Exercise description
Locate, in the data below, the line that contains "pub const IGNORABLE_PATTERNS: &[&str]" and the line that contains "pub fn is_ignorable(command: &str)"; reproduce exactly those two lines and every line between them, nothing more.

Stored records
◇ ◇ ◇

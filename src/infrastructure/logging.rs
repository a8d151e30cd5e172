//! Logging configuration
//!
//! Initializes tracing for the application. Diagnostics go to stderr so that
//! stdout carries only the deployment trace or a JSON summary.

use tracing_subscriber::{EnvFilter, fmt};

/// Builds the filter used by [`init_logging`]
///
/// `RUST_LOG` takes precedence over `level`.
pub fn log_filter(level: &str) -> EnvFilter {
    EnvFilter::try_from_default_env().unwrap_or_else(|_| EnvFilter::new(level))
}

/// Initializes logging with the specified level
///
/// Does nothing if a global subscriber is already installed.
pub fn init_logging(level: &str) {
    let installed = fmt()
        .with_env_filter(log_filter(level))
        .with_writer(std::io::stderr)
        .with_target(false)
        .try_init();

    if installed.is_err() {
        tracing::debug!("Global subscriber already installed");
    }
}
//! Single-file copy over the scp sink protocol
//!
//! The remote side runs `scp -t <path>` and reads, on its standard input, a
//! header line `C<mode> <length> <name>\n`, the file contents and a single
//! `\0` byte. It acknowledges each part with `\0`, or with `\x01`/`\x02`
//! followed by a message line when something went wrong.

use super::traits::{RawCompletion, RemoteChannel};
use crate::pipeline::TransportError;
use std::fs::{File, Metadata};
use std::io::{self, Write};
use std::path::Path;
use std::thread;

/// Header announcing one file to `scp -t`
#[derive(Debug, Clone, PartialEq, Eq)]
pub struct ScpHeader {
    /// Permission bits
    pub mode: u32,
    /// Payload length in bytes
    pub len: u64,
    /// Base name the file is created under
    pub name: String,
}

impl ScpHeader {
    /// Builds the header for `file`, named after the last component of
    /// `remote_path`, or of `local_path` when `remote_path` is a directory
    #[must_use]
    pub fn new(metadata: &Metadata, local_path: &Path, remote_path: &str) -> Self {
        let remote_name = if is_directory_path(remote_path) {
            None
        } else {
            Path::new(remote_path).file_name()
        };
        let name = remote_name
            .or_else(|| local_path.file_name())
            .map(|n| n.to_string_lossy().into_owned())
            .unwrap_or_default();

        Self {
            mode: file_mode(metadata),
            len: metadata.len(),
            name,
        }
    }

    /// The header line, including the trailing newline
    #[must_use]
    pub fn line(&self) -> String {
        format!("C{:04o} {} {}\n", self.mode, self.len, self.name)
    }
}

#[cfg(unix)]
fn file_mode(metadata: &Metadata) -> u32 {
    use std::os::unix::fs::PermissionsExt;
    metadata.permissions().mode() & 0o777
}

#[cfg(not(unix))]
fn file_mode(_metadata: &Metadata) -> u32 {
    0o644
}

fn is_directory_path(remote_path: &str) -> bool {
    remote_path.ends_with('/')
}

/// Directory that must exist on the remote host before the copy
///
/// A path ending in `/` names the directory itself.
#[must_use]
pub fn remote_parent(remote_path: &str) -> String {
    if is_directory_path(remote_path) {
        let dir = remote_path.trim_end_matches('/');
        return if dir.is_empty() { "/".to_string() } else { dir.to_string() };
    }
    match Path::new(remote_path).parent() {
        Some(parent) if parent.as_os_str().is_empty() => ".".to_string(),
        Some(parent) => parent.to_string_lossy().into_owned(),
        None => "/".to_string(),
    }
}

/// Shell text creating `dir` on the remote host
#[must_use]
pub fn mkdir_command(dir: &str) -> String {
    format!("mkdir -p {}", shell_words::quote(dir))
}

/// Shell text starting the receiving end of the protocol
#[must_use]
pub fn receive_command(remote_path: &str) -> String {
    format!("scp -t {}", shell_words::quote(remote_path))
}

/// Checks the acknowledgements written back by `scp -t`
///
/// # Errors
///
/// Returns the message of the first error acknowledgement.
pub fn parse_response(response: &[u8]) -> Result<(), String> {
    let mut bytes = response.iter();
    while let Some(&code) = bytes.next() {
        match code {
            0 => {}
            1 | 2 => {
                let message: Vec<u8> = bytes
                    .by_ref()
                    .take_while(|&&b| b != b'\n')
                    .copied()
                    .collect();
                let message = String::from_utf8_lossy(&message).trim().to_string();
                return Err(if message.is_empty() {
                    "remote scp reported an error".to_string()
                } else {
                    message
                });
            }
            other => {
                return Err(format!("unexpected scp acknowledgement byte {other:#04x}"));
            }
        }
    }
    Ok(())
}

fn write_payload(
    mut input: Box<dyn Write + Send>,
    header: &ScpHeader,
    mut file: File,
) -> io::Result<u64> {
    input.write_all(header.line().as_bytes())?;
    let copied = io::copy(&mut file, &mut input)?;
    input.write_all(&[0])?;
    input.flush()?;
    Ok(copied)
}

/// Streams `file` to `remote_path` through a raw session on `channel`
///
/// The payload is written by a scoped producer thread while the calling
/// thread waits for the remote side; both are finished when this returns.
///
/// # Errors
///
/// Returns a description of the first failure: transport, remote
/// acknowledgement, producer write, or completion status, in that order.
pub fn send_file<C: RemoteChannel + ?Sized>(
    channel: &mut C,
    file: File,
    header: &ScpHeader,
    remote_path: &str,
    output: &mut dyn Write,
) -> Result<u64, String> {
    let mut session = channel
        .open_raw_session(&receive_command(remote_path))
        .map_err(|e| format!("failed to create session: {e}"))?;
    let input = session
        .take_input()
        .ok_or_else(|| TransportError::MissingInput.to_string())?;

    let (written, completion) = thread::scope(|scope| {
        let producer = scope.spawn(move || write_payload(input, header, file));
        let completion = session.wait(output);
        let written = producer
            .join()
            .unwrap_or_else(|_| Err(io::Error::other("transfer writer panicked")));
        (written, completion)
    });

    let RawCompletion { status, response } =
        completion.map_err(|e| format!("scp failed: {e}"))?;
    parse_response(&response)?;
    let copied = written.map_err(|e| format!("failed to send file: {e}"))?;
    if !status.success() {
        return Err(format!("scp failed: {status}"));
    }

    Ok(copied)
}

◇ ◇ ◇

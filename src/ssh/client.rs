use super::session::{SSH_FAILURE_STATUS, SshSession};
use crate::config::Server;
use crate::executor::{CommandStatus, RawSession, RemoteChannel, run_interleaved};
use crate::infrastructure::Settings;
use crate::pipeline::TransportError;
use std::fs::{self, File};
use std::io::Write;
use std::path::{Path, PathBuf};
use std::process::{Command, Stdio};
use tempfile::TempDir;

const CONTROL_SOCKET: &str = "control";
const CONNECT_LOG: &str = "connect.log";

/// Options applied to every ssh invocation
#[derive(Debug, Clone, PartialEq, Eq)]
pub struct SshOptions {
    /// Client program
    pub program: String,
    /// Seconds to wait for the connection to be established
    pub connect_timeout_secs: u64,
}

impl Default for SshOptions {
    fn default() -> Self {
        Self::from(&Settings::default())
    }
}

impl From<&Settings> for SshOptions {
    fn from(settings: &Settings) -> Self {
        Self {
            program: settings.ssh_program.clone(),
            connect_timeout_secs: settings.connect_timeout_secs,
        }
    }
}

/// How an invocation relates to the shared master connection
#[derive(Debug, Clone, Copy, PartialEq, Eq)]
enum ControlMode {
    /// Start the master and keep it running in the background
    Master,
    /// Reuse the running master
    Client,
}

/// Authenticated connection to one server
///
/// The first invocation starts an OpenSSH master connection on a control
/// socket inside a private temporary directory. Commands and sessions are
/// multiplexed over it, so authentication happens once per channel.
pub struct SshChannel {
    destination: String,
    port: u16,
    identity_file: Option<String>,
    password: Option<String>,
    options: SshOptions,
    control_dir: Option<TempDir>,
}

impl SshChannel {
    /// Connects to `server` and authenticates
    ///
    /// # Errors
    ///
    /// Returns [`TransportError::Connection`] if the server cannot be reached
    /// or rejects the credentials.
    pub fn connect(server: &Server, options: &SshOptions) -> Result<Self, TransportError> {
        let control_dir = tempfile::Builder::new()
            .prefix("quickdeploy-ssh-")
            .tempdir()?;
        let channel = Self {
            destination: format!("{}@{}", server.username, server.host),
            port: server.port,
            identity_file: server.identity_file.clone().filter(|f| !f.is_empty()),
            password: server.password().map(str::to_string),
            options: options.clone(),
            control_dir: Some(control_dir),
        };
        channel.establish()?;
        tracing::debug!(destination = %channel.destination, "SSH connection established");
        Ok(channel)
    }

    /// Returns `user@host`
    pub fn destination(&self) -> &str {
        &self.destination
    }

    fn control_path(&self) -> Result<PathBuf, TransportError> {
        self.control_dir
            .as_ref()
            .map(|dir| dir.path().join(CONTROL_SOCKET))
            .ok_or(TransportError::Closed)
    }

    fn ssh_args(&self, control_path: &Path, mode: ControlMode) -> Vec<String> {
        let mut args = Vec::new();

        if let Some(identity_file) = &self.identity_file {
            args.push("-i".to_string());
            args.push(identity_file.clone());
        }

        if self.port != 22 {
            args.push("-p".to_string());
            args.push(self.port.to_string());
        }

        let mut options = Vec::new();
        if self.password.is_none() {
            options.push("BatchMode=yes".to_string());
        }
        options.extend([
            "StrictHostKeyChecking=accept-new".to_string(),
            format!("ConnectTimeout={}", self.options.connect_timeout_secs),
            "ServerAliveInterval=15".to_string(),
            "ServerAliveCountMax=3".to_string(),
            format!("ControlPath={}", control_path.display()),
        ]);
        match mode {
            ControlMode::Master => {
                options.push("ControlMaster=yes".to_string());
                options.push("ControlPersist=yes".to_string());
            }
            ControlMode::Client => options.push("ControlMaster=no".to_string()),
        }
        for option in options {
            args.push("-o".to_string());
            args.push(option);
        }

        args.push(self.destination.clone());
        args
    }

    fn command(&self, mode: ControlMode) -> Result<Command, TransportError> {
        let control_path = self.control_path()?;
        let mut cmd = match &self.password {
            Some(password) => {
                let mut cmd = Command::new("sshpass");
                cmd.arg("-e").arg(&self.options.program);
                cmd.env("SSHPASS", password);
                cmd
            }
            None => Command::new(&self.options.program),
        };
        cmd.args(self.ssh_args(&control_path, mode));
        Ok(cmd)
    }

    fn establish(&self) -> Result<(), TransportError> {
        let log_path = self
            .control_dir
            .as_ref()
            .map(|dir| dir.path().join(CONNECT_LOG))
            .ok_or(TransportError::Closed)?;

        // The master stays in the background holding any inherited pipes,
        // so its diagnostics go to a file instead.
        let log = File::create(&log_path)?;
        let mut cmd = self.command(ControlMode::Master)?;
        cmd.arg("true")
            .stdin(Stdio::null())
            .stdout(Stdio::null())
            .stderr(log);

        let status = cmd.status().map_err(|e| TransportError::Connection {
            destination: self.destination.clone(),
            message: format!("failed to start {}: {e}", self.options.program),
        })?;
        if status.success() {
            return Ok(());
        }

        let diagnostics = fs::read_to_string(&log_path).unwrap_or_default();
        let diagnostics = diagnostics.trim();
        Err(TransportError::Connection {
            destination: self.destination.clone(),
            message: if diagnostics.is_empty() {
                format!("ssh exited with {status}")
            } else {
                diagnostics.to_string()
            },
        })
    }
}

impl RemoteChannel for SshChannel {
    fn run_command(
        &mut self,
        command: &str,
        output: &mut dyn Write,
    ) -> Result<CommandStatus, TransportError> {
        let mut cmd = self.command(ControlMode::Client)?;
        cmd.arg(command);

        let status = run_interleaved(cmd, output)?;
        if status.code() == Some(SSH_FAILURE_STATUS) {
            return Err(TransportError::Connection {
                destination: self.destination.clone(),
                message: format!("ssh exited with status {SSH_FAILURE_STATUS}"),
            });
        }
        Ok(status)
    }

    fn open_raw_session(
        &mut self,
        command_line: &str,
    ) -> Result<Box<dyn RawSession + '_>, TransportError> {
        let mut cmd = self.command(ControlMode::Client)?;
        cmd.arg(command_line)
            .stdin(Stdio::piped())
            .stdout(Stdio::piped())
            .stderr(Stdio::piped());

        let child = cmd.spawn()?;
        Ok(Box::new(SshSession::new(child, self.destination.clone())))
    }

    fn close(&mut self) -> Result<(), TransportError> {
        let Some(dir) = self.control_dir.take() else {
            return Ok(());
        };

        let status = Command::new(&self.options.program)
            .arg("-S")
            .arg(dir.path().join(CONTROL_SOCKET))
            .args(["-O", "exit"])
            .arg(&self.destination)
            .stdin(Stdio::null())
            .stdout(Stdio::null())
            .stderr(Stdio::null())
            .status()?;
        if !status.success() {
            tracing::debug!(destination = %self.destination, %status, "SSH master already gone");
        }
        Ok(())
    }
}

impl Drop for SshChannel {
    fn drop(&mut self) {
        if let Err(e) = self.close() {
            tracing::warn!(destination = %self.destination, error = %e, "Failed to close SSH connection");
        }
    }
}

◇ ◇ ◇

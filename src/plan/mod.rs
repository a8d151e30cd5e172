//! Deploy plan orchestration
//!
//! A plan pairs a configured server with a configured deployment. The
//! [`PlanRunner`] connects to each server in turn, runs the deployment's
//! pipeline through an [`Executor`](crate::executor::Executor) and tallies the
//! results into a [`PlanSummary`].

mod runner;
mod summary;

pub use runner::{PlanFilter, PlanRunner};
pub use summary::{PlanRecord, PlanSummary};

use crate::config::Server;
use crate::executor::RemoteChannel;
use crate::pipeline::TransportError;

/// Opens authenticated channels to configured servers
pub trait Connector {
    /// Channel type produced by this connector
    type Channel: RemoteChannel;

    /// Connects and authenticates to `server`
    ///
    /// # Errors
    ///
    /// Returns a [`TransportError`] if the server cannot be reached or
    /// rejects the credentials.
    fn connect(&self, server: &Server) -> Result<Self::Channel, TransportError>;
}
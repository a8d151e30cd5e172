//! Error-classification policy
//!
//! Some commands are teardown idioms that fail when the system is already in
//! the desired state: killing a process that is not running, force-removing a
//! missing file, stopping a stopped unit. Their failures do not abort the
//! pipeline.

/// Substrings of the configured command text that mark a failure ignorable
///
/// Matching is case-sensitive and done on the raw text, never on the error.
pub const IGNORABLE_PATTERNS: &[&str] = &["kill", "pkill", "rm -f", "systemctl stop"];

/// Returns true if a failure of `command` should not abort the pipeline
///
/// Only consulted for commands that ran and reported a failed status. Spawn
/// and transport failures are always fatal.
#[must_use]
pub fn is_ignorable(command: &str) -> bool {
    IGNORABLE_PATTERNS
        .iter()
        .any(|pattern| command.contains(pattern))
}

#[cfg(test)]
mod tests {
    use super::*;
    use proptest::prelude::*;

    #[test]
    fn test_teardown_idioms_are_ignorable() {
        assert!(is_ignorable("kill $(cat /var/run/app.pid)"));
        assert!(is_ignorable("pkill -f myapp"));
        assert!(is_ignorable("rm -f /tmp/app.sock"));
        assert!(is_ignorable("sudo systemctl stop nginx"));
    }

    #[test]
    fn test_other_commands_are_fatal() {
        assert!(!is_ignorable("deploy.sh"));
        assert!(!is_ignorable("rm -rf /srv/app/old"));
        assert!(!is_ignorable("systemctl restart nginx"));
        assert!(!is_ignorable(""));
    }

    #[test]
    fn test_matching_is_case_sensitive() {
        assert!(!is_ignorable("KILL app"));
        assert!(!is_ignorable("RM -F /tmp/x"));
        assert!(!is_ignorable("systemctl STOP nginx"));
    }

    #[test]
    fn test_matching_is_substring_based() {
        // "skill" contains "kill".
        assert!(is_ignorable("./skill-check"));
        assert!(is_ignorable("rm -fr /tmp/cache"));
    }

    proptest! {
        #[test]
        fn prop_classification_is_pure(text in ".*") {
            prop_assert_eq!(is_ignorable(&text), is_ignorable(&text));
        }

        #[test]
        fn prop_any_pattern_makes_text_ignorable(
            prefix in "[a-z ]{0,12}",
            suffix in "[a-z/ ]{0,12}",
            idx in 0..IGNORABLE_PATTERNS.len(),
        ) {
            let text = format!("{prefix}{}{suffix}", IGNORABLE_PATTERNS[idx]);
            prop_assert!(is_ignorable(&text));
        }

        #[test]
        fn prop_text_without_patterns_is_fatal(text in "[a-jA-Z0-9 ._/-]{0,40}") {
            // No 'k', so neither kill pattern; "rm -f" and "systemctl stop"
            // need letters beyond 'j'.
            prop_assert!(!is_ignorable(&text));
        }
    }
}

◇ ◇ ◇

Response to the exercise
pub const IGNORABLE_PATTERNS: &[&str] = &["kill", "pkill", "rm -f", "systemctl stop"];

/// Returns true if a failure of `command` should not abort the pipeline
///
/// Only consulted for commands that ran and reported a failed status. Spawn
/// and transport failures are always fatal.
#[must_use]
pub fn is_ignorable(command: &str) -> bool {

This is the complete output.